» **Problem requirements**
Copy every line below that has the word "snapshots" in it.

------ Data shown ------

//! `serve` - run the MCP server on stdio.
//!
//! stdout carries the protocol; nothing else may print to it.

use std::sync::Arc;

use anyhow::Result;
use clap::Args;

use mcp_cliwrap::{BridgeConfig, BridgeServer, serve_stdio};

use crate::cmd::shared::runtime;

#[derive(Args, Debug)]
pub struct ServeArgs {
    /// Skip discovery at startup (the first tools/list pays for it instead)
    #[arg(long)]
    pub no_prewarm: bool,
}

pub fn execute_serve(args: ServeArgs, config: &BridgeConfig) -> Result<()> {
    let dispatcher = config.build_dispatcher()?;
    tracing::info!(
        program = %config.program,
        prefix = dispatcher.naming().prefix(),
        ttl_secs = config.cache_ttl_secs,
        "starting MCP server"
    );
    let server = BridgeServer::new(Arc::new(dispatcher), config.server_name.clone());
    runtime()?.block_on(serve_stdio(server, !args.no_prewarm))
}
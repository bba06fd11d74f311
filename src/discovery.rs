//! Discovery cache.
//!
//! Holds one snapshot of the wrapped CLI's command tree with a time-to-live.
//! A fresh snapshot is served from a short read lock; an expired one is
//! rebuilt synchronously by the first caller that notices, with rebuilds
//! serialized so concurrent callers share a single rebuild.
//!
//! `invalidate` bumps a generation counter; a rebuild that started under an
//! older generation hands its result to its own caller but never publishes it.

use std::collections::BTreeMap;
use std::sync::atomic::{AtomicU64, Ordering};
use std::sync::{Arc, RwLock};
use std::time::Duration;

use tokio::sync::Mutex;
use tokio::time::Instant;
use tracing::{debug, info, warn};

use crate::help::{CommandInfo, HelpParser};
use crate::runner::{CallResult, CommandRunner};

pub const DEFAULT_TTL: Duration = Duration::from_secs(300);

/// One complete discovery cycle. Never mutated after construction.
#[derive(Debug, Clone)]
pub struct DiscoverySnapshot {
    pub commands: BTreeMap<String, CommandInfo>,
    pub created_at: Instant,
}

impl DiscoverySnapshot {
    fn empty() -> Self {
        Self {
            commands: BTreeMap::new(),
            created_at: Instant::now(),
        }
    }

    pub fn get(&self, command: &str) -> Option<&CommandInfo> {
        self.commands.get(command)
    }

    pub fn len(&self) -> usize {
        self.commands.len()
    }

    pub fn is_empty(&self) -> bool {
        self.commands.is_empty()
    }

    pub fn age(&self) -> Duration {
        Instant::now().saturating_duration_since(self.created_at)
    }
}

pub struct DiscoveryCache {
    runner: Arc<dyn CommandRunner>,
    parser: HelpParser,
    ttl: Duration,
    current: RwLock<Option<Arc<DiscoverySnapshot>>>,
    generation: AtomicU64,
    rebuild_gate: Mutex<()>,
}

impl DiscoveryCache {
    pub fn new(runner: Arc<dyn CommandRunner>, ttl: Duration) -> Self {
        let parser = HelpParser::new(runner.program());
        Self {
            runner,
            parser,
            ttl,
            current: RwLock::new(None),
            generation: AtomicU64::new(0),
            rebuild_gate: Mutex::new(()),
        }
    }

    /// The current snapshot, rebuilt first if missing or expired.
    pub async fn get_snapshot(&self) -> Arc<DiscoverySnapshot> {
        if let Some(snapshot) = self.fresh() {
            return snapshot;
        }

        let _gate = self.rebuild_gate.lock().await;
        // Another caller may have finished a rebuild while we waited.
        if let Some(snapshot) = self.fresh() {
            return snapshot;
        }
        self.rebuild().await
    }

    /// Drop the snapshot; the next `get_snapshot` rebuilds unconditionally,
    /// even when a rebuild is already in flight.
    pub fn invalidate(&self) {
        self.generation.fetch_add(1, Ordering::SeqCst);
        *self.write_slot() = None;
        debug!("discovery cache invalidated");
    }

    /// Rebuild now, after any rebuild already in flight. A failed top-level
    /// `--help` comes back as `Err` with its result; the previous snapshot
    /// stays in place.
    pub async fn refresh(&self) -> Result<Arc<DiscoverySnapshot>, CallResult> {
        self.generation.fetch_add(1, Ordering::SeqCst);
        let _gate = self.rebuild_gate.lock().await;
        self.build().await
    }

    fn fresh(&self) -> Option<Arc<DiscoverySnapshot>> {
        let slot = match self.current.read() {
            Ok(guard) => guard,
            Err(poisoned) => poisoned.into_inner(),
        };
        slot.as_ref()
            .filter(|s| s.age() < self.ttl)
            .map(Arc::clone)
    }

    fn stale(&self) -> Option<Arc<DiscoverySnapshot>> {
        let slot = match self.current.read() {
            Ok(guard) => guard,
            Err(poisoned) => poisoned.into_inner(),
        };
        slot.clone()
    }

    fn write_slot(&self) -> std::sync::RwLockWriteGuard<'_, Option<Arc<DiscoverySnapshot>>> {
        match self.current.write() {
            Ok(guard) => guard,
            Err(poisoned) => poisoned.into_inner(),
        }
    }

    /// Caller holds `rebuild_gate`.
    async fn rebuild(&self) -> Arc<DiscoverySnapshot> {
        match self.build().await {
            Ok(snapshot) => snapshot,
            Err(_) => self
                .stale()
                .unwrap_or_else(|| Arc::new(DiscoverySnapshot::empty())),
        }
    }

    /// Caller holds `rebuild_gate`. Publishes only if no `invalidate`
    /// happened since the build started.
    async fn build(&self) -> Result<Arc<DiscoverySnapshot>, CallResult> {
        let generation = self.generation.load(Ordering::SeqCst);
        info!("Discovering {} commands...", self.runner.program());

        let top = self.runner.execute(&["--help".to_string()], None).await;
        if !top.succeeded {
            warn!(
                exit_code = top.exit_code,
                "top-level help failed; keeping previous command set"
            );
            return Err(top);
        }

        let names = self.parser.parse_top_level(top.text());
        let mut commands = BTreeMap::new();
        for name in names {
            let info = self.describe(&name).await;
            commands.insert(name, info);
        }

        let snapshot = Arc::new(DiscoverySnapshot {
            commands,
            created_at: Instant::now(),
        });
        {
            let mut slot = self.write_slot();
            if self.generation.load(Ordering::SeqCst) == generation {
                *slot = Some(Arc::clone(&snapshot));
            } else {
                debug!("cache invalidated during rebuild; result not published");
            }
        }

        info!("Discovered {} {} commands", snapshot.len(), self.runner.program());
        Ok(snapshot)
    }

    async fn describe(&self, command: &str) -> CommandInfo {
        let result = self
            .runner
            .execute(&[command.to_string(), "--help".to_string()], None)
            .await;
        if result.succeeded {
            self.parser.parse_command_help(command, result.text())
        } else {
            warn!(command, exit_code = result.exit_code, "help unavailable; using fallback");
            CommandInfo::fallback(self.runner.program(), command)
        }
    }
}

#[cfg(test)]
mod tests {
    use super::*;
    use crate::runner::testing::ScriptedRunner;
    use async_trait::async_trait;
    use std::sync::atomic::AtomicBool;
    use tokio::sync::Notify;
    use tokio::task::JoinSet;

    const TOP: &str = "Usage:\n  fake <command>\n\nAvailable Commands:\n  issue    Work with issues\n  repo     Work with repositories\n\nFlags:\n  -h, --help   help\n";
    const ISSUE: &str = "Work with issues\n\nAvailable Commands:\n  list   List issues\n\nFlags:\n  -a, --assignee string   Filter by assignee\n";

    fn scripted() -> Arc<ScriptedRunner> {
        Arc::new(
            ScriptedRunner::new("fake")
                .respond(&["--help"], TOP)
                .respond(&["issue", "--help"], ISSUE)
                .fail(&["repo", "--help"], 1, "boom"),
        )
    }

    #[tokio::test]
    async fn builds_snapshot_with_per_command_fallback() {
        let runner = scripted();
        let cache = DiscoveryCache::new(runner.clone(), DEFAULT_TTL);
        let snap = cache.get_snapshot().await;

        assert_eq!(snap.len(), 2);
        let issue = snap.get("issue").unwrap();
        assert_eq!(issue.subcommands[0].name, "list");
        assert_eq!(issue.flags[0].name, "--assignee");

        let repo = snap.get("repo").unwrap();
        assert_eq!(repo.description, "Execute fake repo command");
        assert!(repo.flags.is_empty());
    }

    #[tokio::test]
    async fn snapshot_is_reused_within_ttl() {
        let runner = scripted();
        let cache = DiscoveryCache::new(runner.clone(), DEFAULT_TTL);
        let first = cache.get_snapshot().await;
        let second = cache.get_snapshot().await;
        assert!(Arc::ptr_eq(&first, &second));
        assert_eq!(runner.call_count(&["--help"]), 1);
    }

    #[tokio::test(start_paused = true)]
    async fn expiry_triggers_rebuild() {
        let runner = scripted();
        let cache = DiscoveryCache::new(runner.clone(), DEFAULT_TTL);
        let first = cache.get_snapshot().await;

        tokio::time::advance(Duration::from_secs(299)).await;
        assert!(Arc::ptr_eq(&first, &cache.get_snapshot().await));

        tokio::time::advance(Duration::from_secs(2)).await;
        let rebuilt = cache.get_snapshot().await;
        assert!(!Arc::ptr_eq(&first, &rebuilt));
        assert_eq!(runner.call_count(&["--help"]), 2);
    }

    #[tokio::test(start_paused = true)]
    async fn concurrent_callers_share_one_rebuild() {
        let runner = scripted();
        let cache = Arc::new(DiscoveryCache::new(runner.clone(), DEFAULT_TTL));
        cache.get_snapshot().await;
        tokio::time::advance(Duration::from_secs(301)).await;

        let mut set = JoinSet::new();
        for _ in 0..8 {
            let cache = Arc::clone(&cache);
            set.spawn(async move { cache.get_snapshot().await });
        }
        let mut snapshots = Vec::new();
        while let Some(joined) = set.join_next().await {
            snapshots.push(joined.unwrap());
        }

        assert_eq!(runner.call_count(&["--help"]), 2, "one initial build + one rebuild");
        assert!(snapshots.windows(2).all(|w| Arc::ptr_eq(&w[0], &w[1])));
    }

    #[tokio::test]
    async fn invalidate_forces_rebuild() {
        let runner = scripted();
        let cache = DiscoveryCache::new(runner.clone(), DEFAULT_TTL);
        let first = cache.get_snapshot().await;
        cache.invalidate();
        let second = cache.get_snapshot().await;
        assert!(!Arc::ptr_eq(&first, &second));
        assert_eq!(runner.call_count(&["--help"]), 2);
    }

    #[tokio::test]
    async fn top_level_failure_without_history_is_empty_and_retried() {
        let runner = Arc::new(ScriptedRunner::new("fake").fail(&["--help"], 127, "not found"));
        let cache = DiscoveryCache::new(runner.clone(), DEFAULT_TTL);
        assert!(cache.get_snapshot().await.is_empty());
        assert!(cache.get_snapshot().await.is_empty());
        assert_eq!(runner.call_count(&["--help"]), 2);
    }

    #[tokio::test(start_paused = true)]
    async fn top_level_failure_keeps_previous_snapshot() {
        let runner = scripted();
        let cache = DiscoveryCache::new(runner.clone(), DEFAULT_TTL);
        let first = cache.get_snapshot().await;

        runner.set(
            &["--help"],
            crate::runner::CallResult::from_exit(Some(1), String::new(), "offline".into()),
        );
        tokio::time::advance(Duration::from_secs(301)).await;

        let after = cache.get_snapshot().await;
        assert!(Arc::ptr_eq(&first, &after));
        assert_eq!(after.len(), 2);
    }

    /// Holds the first top-level `--help` until released.
    struct HeldRunner {
        inner: ScriptedRunner,
        hold_next: AtomicBool,
        entered: Notify,
        release: Notify,
    }

    impl HeldRunner {
        fn new(inner: ScriptedRunner) -> Arc<Self> {
            Arc::new(Self {
                inner,
                hold_next: AtomicBool::new(true),
                entered: Notify::new(),
                release: Notify::new(),
            })
        }
    }

    #[async_trait]
    impl CommandRunner for HeldRunner {
        fn program(&self) -> &str {
            self.inner.program()
        }

        async fn execute(&self, argv: &[String], cwd: Option<&str>) -> CallResult {
            if argv == ["--help"] && self.hold_next.swap(false, Ordering::SeqCst) {
                self.entered.notify_one();
                self.release.notified().await;
            }
            self.inner.execute(argv, cwd).await
        }
    }

    fn held() -> Arc<HeldRunner> {
        HeldRunner::new(
            ScriptedRunner::new("fake")
                .respond(&["--help"], TOP)
                .respond(&["issue", "--help"], ISSUE)
                .fail(&["repo", "--help"], 1, "boom"),
        )
    }

    #[tokio::test]
    async fn refresh_does_not_reuse_an_in_flight_rebuild() {
        let runner = held();
        let cache = Arc::new(DiscoveryCache::new(runner.clone(), DEFAULT_TTL));

        let early = tokio::spawn({
            let cache = Arc::clone(&cache);
            async move { cache.get_snapshot().await }
        });
        runner.entered.notified().await;

        let refreshed = tokio::spawn({
            let cache = Arc::clone(&cache);
            async move { cache.refresh().await }
        });
        tokio::task::yield_now().await;
        runner.release.notify_one();

        let early = early.await.unwrap();
        let refreshed = refreshed.await.unwrap().unwrap();
        assert!(!Arc::ptr_eq(&early, &refreshed));
        assert_eq!(runner.inner.call_count(&["--help"]), 2);
        assert!(Arc::ptr_eq(&refreshed, &cache.get_snapshot().await));
    }

    #[tokio::test]
    async fn invalidate_during_rebuild_forces_another() {
        let runner = held();
        let cache = Arc::new(DiscoveryCache::new(runner.clone(), DEFAULT_TTL));

        let early = tokio::spawn({
            let cache = Arc::clone(&cache);
            async move { cache.get_snapshot().await }
        });
        runner.entered.notified().await;
        cache.invalidate();
        let late = tokio::spawn({
            let cache = Arc::clone(&cache);
            async move { cache.get_snapshot().await }
        });
        tokio::task::yield_now().await;
        runner.release.notify_one();

        let early = early.await.unwrap();
        let late = late.await.unwrap();
        assert!(!Arc::ptr_eq(&early, &late));
        assert_eq!(runner.inner.call_count(&["--help"]), 2);
    }

    #[tokio::test]
    async fn failed_refresh_reports_and_keeps_previous() {
        let runner = scripted();
        let cache = DiscoveryCache::new(runner.clone(), DEFAULT_TTL);
        let first = cache.get_snapshot().await;

        runner.set(
            &["--help"],
            CallResult::from_exit(Some(1), String::new(), "offline".into()),
        );
        let failed = cache.refresh().await.unwrap_err();
        assert_eq!(failed.stderr, "offline");
        assert!(Arc::ptr_eq(&first, &cache.get_snapshot().await));
    }
}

------

» **Output**
        let mut snapshots = Vec::new();
            snapshots.push(joined.unwrap());
        assert!(snapshots.windows(2).all(|w| Arc::ptr_eq(&w[0], &w[1])));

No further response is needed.